#### WHAT TO PRODUCE:
Reproduce precisely the lines between the start of the data below and the line with "temporaries, and a", both included.

[Saved data entries]
□ □ □ □

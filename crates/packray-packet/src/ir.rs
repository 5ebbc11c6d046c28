//! Packet IR: the synthesized combined program for one packet.
//!
//! Every instruction's reads happen in the read epoch against
//! packet-entry state, writes land in per-packet temporaries, and a
//! trailing write epoch commits temporaries to architectural state.
//! The commit ordering (registers in program order, then stores, then
//! branches) is the invariant downstream emulation relies on.

use packray_core::{BinOp, Register};

use crate::error::PacketError;

/// A per-packet temporary storage identifier.
///
/// Allocated fresh for each synthesis invocation; identifiers never
/// carry meaning across packets.
#[derive(Debug, Clone, Copy, PartialEq, Eq, Hash, PartialOrd, Ord)]
pub struct TempId(pub u32);

/// A storage location referenced by packet IR.
#[derive(Debug, Clone, Copy, PartialEq, Eq)]
pub enum Storage {
    /// Architectural register, read as of packet entry.
    Reg(Register),
    /// A packet-local temporary.
    Temp(TempId),
    /// An immediate value.
    Imm(i64),
}

/// Which phase of the packet an op executes in.
#[derive(Debug, Clone, Copy, PartialEq, Eq)]
pub enum CommitEpoch {
    /// Per-instruction computation; reads pre-packet state, writes
    /// temporaries only.
    Read,
    /// Commit phase at packet exit; copies temporaries into
    /// architectural destinations and performs stores and branches.
    Write,
}

/// The operation of one IR op.
#[derive(Debug, Clone, PartialEq, Eq)]
pub enum IrOpKind {
    /// dst = src
    Copy { dst: Storage, src: Storage },
    /// dst = op(lhs, rhs)
    Binary {
        op: BinOp,
        dst: Storage,
        lhs: Storage,
        rhs: Storage,
    },
    /// dst = mem[addr]
    Load {
        dst: Storage,
        addr: Storage,
        size: u8,
    },
    /// mem[addr] = value
    Store {
        addr: Storage,
        value: Storage,
        size: u8,
    },
    /// Control transfer, optionally gated on a nonzero condition.
    Branch {
        target: Storage,
        condition: Option<Storage>,
    },
}

/// One op of the combined packet program.
#[derive(Debug, Clone, PartialEq, Eq)]
pub struct IrOp {
    /// Address of the instruction this op was synthesized from.
    pub owner: u64,
    /// Execution phase.
    pub epoch: CommitEpoch,
    /// The operation itself.
    pub kind: IrOpKind,
}

/// An entry whose IR was omitted rather than guessed.
#[derive(Debug, Clone, PartialEq, Eq)]
pub struct SkippedIr {
    /// Address of the omitted instruction.
    pub address: u64,
    /// Why it was omitted.
    pub reason: PacketError,
}

/// The synthesized combined program for one packet.
#[derive(Debug, Clone, PartialEq, Eq)]
pub struct PacketIr {
    /// Packet start address; the IR's cache key.
    pub start: u64,
    /// The ops: all read-epoch ops in program order, then the commit
    /// phase.
    pub ops: Vec<IrOp>,
    /// Number of temporaries allocated for this packet.
    pub temp_count: u32,
    /// Entries whose IR was omitted (unresolved new-value operands).
    pub skipped: Vec<SkippedIr>,
}

impl PacketIr {
    /// Ops belonging to the read epoch.
    pub fn read_ops(&self) -> impl Iterator<Item = &IrOp> {
        self.ops.iter().filter(|op| op.epoch == CommitEpoch::Read)
    }

    /// Ops belonging to the commit phase.
    pub fn commit_ops(&self) -> impl Iterator<Item = &IrOp> {
        self.ops.iter().filter(|op| op.epoch == CommitEpoch::Write)
    }
}

impl std::fmt::Display for Storage {
    fn fmt(&self, f: &mut std::fmt::Formatter<'_>) -> std::fmt::Result {
        match self {
            Self::Reg(reg) => write!(f, "{}", reg),
            Self::Temp(TempId(id)) => write!(f, "t{}", id),
            Self::Imm(value) => write!(f, "#{:#x}", value),
        }
    }
}

impl std::fmt::Display for IrOp {
    fn fmt(&self, f: &mut std::fmt::Formatter<'_>) -> std::fmt::Result {
        match &self.kind {
            IrOpKind::Copy { dst, src } => write!(f, "{} = {}", dst, src),
            IrOpKind::Binary { op, dst, lhs, rhs } => {
                write!(f, "{} = {}({}, {})", dst, op, lhs, rhs)
            }
            IrOpKind::Load { dst, addr, size } => {
                write!(f, "{} = mem{}[{}]", dst, size, addr)
            }
            IrOpKind::Store { addr, value, size } => {
                write!(f, "mem{}[{}] = {}", size, addr, value)
            }
            IrOpKind::Branch { target, condition } => match condition {
                Some(cond) => write!(f, "if ({}) goto {}", cond, target),
                None => write!(f, "goto {}", target),
            },
        }
    }
}

#[cfg(test)]
mod tests {
    use super::*;

    #[test]
    fn test_storage_display() {
        assert_eq!(Storage::Temp(TempId(3)).to_string(), "t3");
        assert_eq!(Storage::Reg(Register::gpr(0)).to_string(), "r0");
        assert_eq!(Storage::Imm(16).to_string(), "#0x10");
    }

    #[test]
    fn test_binary_op_display() {
        let op = IrOp {
            owner: 0x1000,
            epoch: CommitEpoch::Read,
            kind: IrOpKind::Binary {
                op: BinOp::Add,
                dst: Storage::Temp(TempId(1)),
                lhs: Storage::Reg(Register::gpr(2)),
                rhs: Storage::Imm(1),
            },
        };
        assert_eq!(op.to_string(), "t1 = add(r2, #0x1)");
    }

    #[test]
    fn test_epoch_partition() {
        let ir = PacketIr {
            start: 0x1000,
            ops: vec![
                IrOp {
                    owner: 0x1000,
                    epoch: CommitEpoch::Read,
                    kind: IrOpKind::Copy {
                        dst: Storage::Temp(TempId(0)),
                        src: Storage::Imm(1),
                    },
                },
                IrOp {
                    owner: 0x1000,
                    epoch: CommitEpoch::Write,
                    kind: IrOpKind::Copy {
                        dst: Storage::Reg(Register::gpr(1)),
                        src: Storage::Temp(TempId(0)),
                    },
                },
            ],
            temp_count: 1,
            skipped: Vec::new(),
        };
        assert_eq!(ir.read_ops().count(), 1);
        assert_eq!(ir.commit_ops().count(), 1);
    }
}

□ □ □ □

#### TASK RESULT:
filename crates/packray-packet/src/ir.rs
repository 5ebbc11c6d046c28
//! Packet IR: the synthesized combined program for one packet.
//!
//! Every instruction's reads happen in the read epoch against
//! packet-entry state, writes land in per-packet temporaries, and a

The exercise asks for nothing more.